PRKCB is associated with calcineurin inhibitor-induced renal dysfunction in heart transplant recipients.

Author information

1
University of Montreal, Quebec, Canada. kim.lachance@icm-mhi.org

Abstract

OBJECTIVES:

Single nucleotide polymorphisms (SNPs) in the transforming growth factor-β1 gene (TGFB1) have been inconsistently associated with calcineurin inhibitor (CNI)-induced renal dysfunction following cardiac transplantation. The impact of genetic variants related to the renin-angiotensin-aldosterone system (RAAS) and natriuretic peptides, which are implicated in CNI nephrotoxicity, is unknown. The primary objective of this study was to validate the association between two common variants in TGFB1 (rs1800470, rs1800471) and postcardiac transplant renal function.
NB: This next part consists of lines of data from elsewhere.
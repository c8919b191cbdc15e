use alloc::string::String;

/// One storefront product as supplied by the remote catalog.
///
/// The engine treats this as opaque payload; only `id` matters to it. `price`
/// drives the sort tabs, `price_text` is the preformatted display string.
#[derive(Clone, Debug, PartialEq)]
#[cfg_attr(feature = "serde", derive(serde::Serialize, serde::Deserialize))]
pub struct Product {
    pub id: u64,
    pub name: String,
    pub img: String,
    pub price: f64,
    pub price_text: String,
    pub rating: f32,
    pub rating_count: u32,
    pub url: String,
}

/// Sort orderings selectable in the storefront header.
#[derive(Clone, Copy, Debug, Default, PartialEq, Eq)]
#[cfg_attr(feature = "serde", derive(serde::Serialize, serde::Deserialize))]
#[cfg_attr(feature = "serde", serde(rename_all = "snake_case"))]
pub enum ProductTab {
    #[default]
    Top,
    Bestsellers,
    PriceAsc,
    PriceDesc,
}

impl ProductTab {
    /// Every tab, in display order. The first entry is the canonical default.
    pub const ALL: [ProductTab; 4] = [
        ProductTab::Top,
        ProductTab::Bestsellers,
        ProductTab::PriceAsc,
        ProductTab::PriceDesc,
    ];

    /// Parses an external tab value. Anything unknown falls back to the
    /// canonical first tab instead of erroring.
    pub fn parse(raw: &str) -> Self {
        match raw {
            "top" => Self::Top,
            "bestsellers" => Self::Bestsellers,
            "price_asc" => Self::PriceAsc,
            "price_desc" => Self::PriceDesc,
            _ => Self::ALL[0],
        }
    }

    pub fn as_str(self) -> &'static str {
        match self {
            Self::Top => "top",
            Self::Bestsellers => "bestsellers",
            Self::PriceAsc => "price_asc",
            Self::PriceDesc => "price_desc",
        }
    }
}

impl core::fmt::Display for ProductTab {
    fn fmt(&self, f: &mut core::fmt::Formatter<'_>) -> core::fmt::Result {
        f.write_str(self.as_str())
    }
}

/// Orders products for the active tab.
///
/// `Top` and `Bestsellers` keep the catalog order; the price tabs sort by
/// numeric price with ties keeping their relative order.
pub fn sort_products(products: &mut [Product], tab: ProductTab) {
    match tab {
        ProductTab::PriceAsc => products.sort_by(|a, b| a.price.total_cmp(&b.price)),
        ProductTab::PriceDesc => products.sort_by(|a, b| b.price.total_cmp(&a.price)),
        ProductTab::Top | ProductTab::Bestsellers => {}
    }
}
use alloc::format;
use alloc::string::String;
use alloc::vec::Vec;

use crate::product::Product;

#[cfg(feature = "std")]
type EntryMap = std::collections::HashMap<String, CacheEntry>;
#[cfg(not(feature = "std"))]
type EntryMap = alloc::collections::BTreeMap<String, CacheEntry>;

/// How long a cached response stays fresh by default.
pub const DEFAULT_REVALIDATE_MS: u64 = 6_000;

/// Catalog query parameters; also the identity for response caching.
#[derive(Clone, Debug, Default, PartialEq, Eq)]
#[cfg_attr(feature = "serde", derive(serde::Serialize, serde::Deserialize))]
pub struct ProductsRequest {
    pub category_id: u64,
    pub country: String,
    /// Raw filter parameters. The caller is responsible for a stable order;
    /// two requests with the same parameters in the same order share a cache
    /// entry.
    pub filter_params: Vec<(String, String)>,
}

impl ProductsRequest {
    /// A stable cache key for this request.
    pub fn stable_key(&self) -> String {
        let mut key = format!("{}|{}", self.category_id, self.country);
        for (name, value) in &self.filter_params {
            key.push('|');
            key.push_str(name);
            key.push('=');
            key.push_str(value);
        }
        key
    }
}

/// Where products come from. Implementations typically hit the network; the
/// carousel stack only consumes the result.
pub trait ProductSource {
    type Error;

    fn fetch(&mut self, req: &ProductsRequest) -> Result<Vec<Product>, Self::Error>;
}

#[derive(Clone, Debug)]
struct CacheEntry {
    products: Vec<Product>,
    fetched_at_ms: u64,
}

/// Memoizing wrapper around a [`ProductSource`].
///
/// Responses are cached per [`ProductsRequest::stable_key`] and refetched
/// once they are older than the revalidation window. Callers supply `now_ms`;
/// the wrapper never reads a clock. A failed refetch propagates the source
/// error and leaves no entry behind for that key.
#[derive(Clone, Debug)]
pub struct CachedProducts<S> {
    source: S,
    revalidate_ms: u64,
    entries: EntryMap,
}

impl<S: ProductSource> CachedProducts<S> {
    pub fn new(source: S) -> Self {
        Self::with_revalidate_ms(source, DEFAULT_REVALIDATE_MS)
    }

    pub fn with_revalidate_ms(source: S, revalidate_ms: u64) -> Self {
        Self {
            source,
            revalidate_ms,
            entries: EntryMap::new(),
        }
    }

    pub fn revalidate_ms(&self) -> u64 {
        self.revalidate_ms
    }

    /// Returns the products for `req`, fetching through the source when the
    /// cache has no fresh entry.
    pub fn get(&mut self, req: &ProductsRequest, now_ms: u64) -> Result<&[Product], S::Error> {
        let key = req.stable_key();
        let fresh = self
            .entries
            .get(&key)
            .is_some_and(|e| now_ms.saturating_sub(e.fetched_at_ms) < self.revalidate_ms);

        if !fresh {
            self.entries.remove(&key);
            let products = self.source.fetch(req)?;
            self.entries.insert(
                key.clone(),
                CacheEntry {
                    products,
                    fetched_at_ms: now_ms,
                },
            );
        }

        Ok(self
            .entries
            .get(&key)
            .map(|e| e.products.as_slice())
            .unwrap_or_default())
    }

    /// Drops the cached entry for `req`, forcing the next `get` to fetch.
    pub fn invalidate(&mut self, req: &ProductsRequest) {
        self.entries.remove(&req.stable_key());
    }

    pub fn clear(&mut self) {
        self.entries.clear();
    }

    pub fn source(&self) -> &S {
        &self.source
    }

    pub fn source_mut(&mut self) -> &mut S {
        &mut self.source
    }

    pub fn into_source(self) -> S {
        self.source
    }
}
//! Heat cost model for pedestrian edges
//!
//! The hazard cost of an edge is the scenario's base hazard, halved when
//! the edge passes through a park. Traversal cost is hazard cost times
//! edge length and is kept in a per-request [`CostOverlay`] next to the
//! immutable street graph.

mod assignment;

pub use assignment::CostOverlay;

use crate::model::HazardProfile;

/// Hazard multiplier for edges intersecting green space
pub const PARK_HAZARD_FACTOR: f64 = 0.5;

/// Hazard cost per meter of an edge
pub fn hazard_cost(profile: &HazardProfile, in_park: bool) -> f64 {
    if in_park {
        profile.base_hazard * PARK_HAZARD_FACTOR
    } else {
        profile.base_hazard
    }
}

#[cfg(test)]
mod tests {
    use super::*;
    use crate::model::Scenario;

    #[test]
    fn parks_halve_hazard_for_every_scenario() {
        for scenario in Scenario::ALL {
            let profile = scenario.profile();
            let open = hazard_cost(&profile, false);
            let park = hazard_cost(&profile, true);
            assert_eq!(park * 2.0, open);
            assert!(park > 0.0);
        }
        assert_eq!(hazard_cost(&Scenario::High.profile(), true), 40.0);
    }
}
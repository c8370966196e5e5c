//! Street graph construction from `GeoJSON` edge features
//!
//! Every feature is one directed edge with integer `u` and `v` node ids,
//! an optional `key` for parallel edges, an optional `length` in meters and
//! an optional `oneway` flag. Edges that are not one-way also get a reverse
//! twin with reversed geometry.

use std::path::Path;

use geo::{Geometry, Haversine, Point, line_measures::LengthMeasurable};
use geojson::Feature;
use log::{info, warn};

use super::parser::{feature_geometry, numeric_property, read_geojson_features};
use crate::{
    Error,
    model::{EdgeGeometry, NetworkKind, StreetEdge, StreetGraph},
};

/// Loads a street graph from a `GeoJSON` file of edges
///
/// # Errors
///
/// Returns an error if the file cannot be read or an edge lacks node ids
/// or carries a negative length.
pub fn street_graph_from_geojson(path: &Path, kind: NetworkKind) -> Result<StreetGraph, Error> {
    info!("Loading {kind} network from {}", path.display());
    let features = read_geojson_features(path)?;
    let graph = street_graph_from_features(&features, kind)?;
    info!(
        "Loaded {kind} network: {} nodes, {} edges",
        graph.node_count(),
        graph.edge_count()
    );
    Ok(graph)
}

/// Builds a street graph from already parsed edge features
///
/// # Errors
///
/// See [`street_graph_from_geojson`].
pub fn street_graph_from_features(
    features: &[Feature],
    kind: NetworkKind,
) -> Result<StreetGraph, Error> {
    let mut graph = StreetGraph::new(kind);
    let mut skipped = 0usize;

    for (idx, feature) in features.iter().enumerate() {
        let geometry = match feature_geometry(feature)? {
            Some(Geometry::LineString(line)) if line.0.len() >= 2 => EdgeGeometry::Line(line),
            Some(Geometry::MultiLineString(lines)) if !lines.0.is_empty() => {
                EdgeGeometry::MultiLine(lines)
            }
            _ => {
                skipped += 1;
                continue;
            }
        };
        let (Some(start), Some(end)) = (geometry.first_coord(), geometry.last_coord()) else {
            skipped += 1;
            continue;
        };

        let u = node_id(feature, "u", idx)?;
        let v = node_id(feature, "v", idx)?;
        #[allow(clippy::cast_possible_truncation, clippy::cast_sign_loss)]
        let key = numeric_property(feature, "key").map_or(0, |key| key as u32);
        let length = match numeric_property(feature, "length") {
            Some(length) => length,
            None => geometry.parts().map(|part| part.length(&Haversine)).sum(),
        };
        if length.is_nan() || length < 0.0 {
            return Err(Error::InvalidData(format!(
                "Edge {idx} ({u} -> {v}) has invalid length {length}"
            )));
        }
        let oneway = feature
            .property("oneway")
            .and_then(serde_json::Value::as_bool)
            .unwrap_or(false);

        let reverse = (!oneway).then(|| geometry.reversed());
        let from = graph.add_node(u, Point::from(start));
        let to = graph.add_node(v, Point::from(end));
        graph.add_edge(from, to, StreetEdge::new(length, geometry).with_key(key));
        if let Some(reverse) = reverse {
            graph.add_edge(to, from, StreetEdge::new(length, reverse).with_key(key));
        }
    }

    if skipped > 0 {
        warn!("Skipped {skipped} {kind} edges without usable line geometry");
    }
    Ok(graph)
}

fn node_id(feature: &Feature, name: &str, idx: usize) -> Result<i64, Error> {
    feature
        .property(name)
        .and_then(|value| value.as_i64().or_else(|| value.as_str()?.parse().ok()))
        .ok_or_else(|| Error::InvalidData(format!("Edge {idx} has no integer '{name}' node id")))
}
mod config;
mod handlers;
mod state;

use std::{net::SocketAddr, path::PathBuf, sync::Arc};

use clap::Parser;
use heatroute_core::create_evacuation_model;
use tracing::{error, info};
use tracing_subscriber::EnvFilter;

use crate::config::ServerConfig;
use crate::handlers::build_router;
use crate::state::AppState;

/// Heat-risk-aware evacuation routing server
#[derive(Debug, Parser)]
#[command(version, about)]
struct Cli {
    /// Path to the TOML configuration file
    #[arg(short, long, default_value = "heatroute.toml")]
    config: PathBuf,
    /// Address to listen on, overriding `[server].bind`
    #[arg(short, long)]
    bind: Option<SocketAddr>,
}

#[tokio::main]
async fn main() -> Result<(), Box<dyn std::error::Error + Send + Sync>> {
    tracing_subscriber::fmt()
        .with_env_filter(
            EnvFilter::try_from_default_env()
                .unwrap_or_else(|_| EnvFilter::new("info,tower_http=debug")),
        )
        .init();

    let cli = Cli::parse();
    let mut config = ServerConfig::load(&cli.config)?;
    if let Some(bind) = cli.bind {
        config.server.bind = bind;
    }

    info!("Building evacuation model from {}", cli.config.display());
    let model_config = config.model.clone();
    let model =
        tokio::task::spawn_blocking(move || create_evacuation_model(&model_config)).await??;

    let state = Arc::new(AppState::from_config(model, &config)?);
    let app = build_router(state, &config.server);

    let listener = tokio::net::TcpListener::bind(config.server.bind).await?;
    info!("Listening on {}", listener.local_addr()?);
    axum::serve(listener, app)
        .with_graceful_shutdown(shutdown_signal())
        .await?;

    info!("Server stopped");
    Ok(())
}

async fn shutdown_signal() {
    if let Err(err) = tokio::signal::ctrl_c().await {
        error!("Failed to listen for shutdown signal: {err}");
        std::future::pending::<()>().await;
    }
    info!("Shutdown signal received, draining connections");
}
//! Bounded study area that routing requests must start in

use geo::{Contains, Coord, Geometry, LineString, MultiPolygon, Point, Polygon};
use log::warn;

use crate::Error;

#[derive(Debug, Clone)]
pub struct StudyArea {
    boundary: MultiPolygon<f64>,
}

impl StudyArea {
    pub fn new(boundary: MultiPolygon<f64>) -> Self {
        Self { boundary }
    }

    /// Accepts polygonal boundaries as well as boundary lines, which are
    /// closed into a ring when their endpoints differ.
    ///
    /// # Errors
    ///
    /// Returns [`Error::InvalidData`] for point geometries or degenerate rings.
    pub fn from_geometry(geometry: Geometry<f64>) -> Result<Self, Error> {
        let boundary = match geometry {
            Geometry::Polygon(polygon) => MultiPolygon::new(vec![polygon]),
            Geometry::MultiPolygon(polygons) => polygons,
            Geometry::LineString(line) => MultiPolygon::new(vec![ring_to_polygon(line)?]),
            Geometry::MultiLineString(lines) => MultiPolygon::new(
                lines
                    .0
                    .into_iter()
                    .map(ring_to_polygon)
                    .collect::<Result<Vec<_>, _>>()?,
            ),
            Geometry::GeometryCollection(collection) => {
                let mut polygons = Vec::new();
                for geometry in collection {
                    polygons.extend(Self::from_geometry(geometry)?.boundary.0);
                }
                MultiPolygon::new(polygons)
            }
            other => {
                return Err(Error::InvalidData(format!(
                    "Study area must be polygonal or a closed line, got {other:?}"
                )));
            }
        };
        Ok(Self { boundary })
    }

    pub fn contains(&self, point: &Point<f64>) -> bool {
        self.boundary.contains(point)
    }

    pub fn boundary(&self) -> &MultiPolygon<f64> {
        &self.boundary
    }
}

fn ring_to_polygon(line: LineString<f64>) -> Result<Polygon<f64>, Error> {
    let mut coords: Vec<Coord<f64>> = line.0;
    if coords.len() < 3 {
        return Err(Error::InvalidData(format!(
            "Boundary line has {} coordinates, at least 3 are needed for a ring",
            coords.len()
        )));
    }
    if coords.first() != coords.last() {
        warn!("Boundary line is not closed, closing it into a ring");
        coords.push(coords[0]);
    }
    Ok(Polygon::new(LineString::new(coords), vec![]))
}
The secondary objective was to investigate the effect of candidate genes related to the RAAS, natriuretic peptides, and other elements involved in the intracellular signaling of these pathways.

METHODS:

We conducted a retrospective cohort study of 158 heart transplant recipients treated with CNIs, and evaluated the association between select SNPs and the estimated glomerular filtration rate as calculated by the Modification of Diet in Renal Disease simplified formula. A total of 273 SNPs distributed in 44 genes were tested.

RESULTS:

No association was observed between TGFB1 variants and renal function. One polymorphism in the protein kinase C-β gene (PRKCB; rs11074606), which is implicated in the RAAS intracellular signaling, was significantly associated with post-transplant estimated glomerular filtration rate after adjusting for possible confounders (P=0.00049). This marker is in linkage disequilibrium with two variants located in putative regulatory regions of the gene (rs2283541, rs1013316).

CONCLUSION:

Our results suggest that PRKCB may be a potential predictor of CNI-induced nephrotoxicity in heart transplant recipients, and could therefore be a promising candidate to identify patients who are most susceptible to this adverse drug reaction.

PMID:
22322241
DOI:
10.1097/FPC.0b013e3283510a35
[Indexed for MEDLINE]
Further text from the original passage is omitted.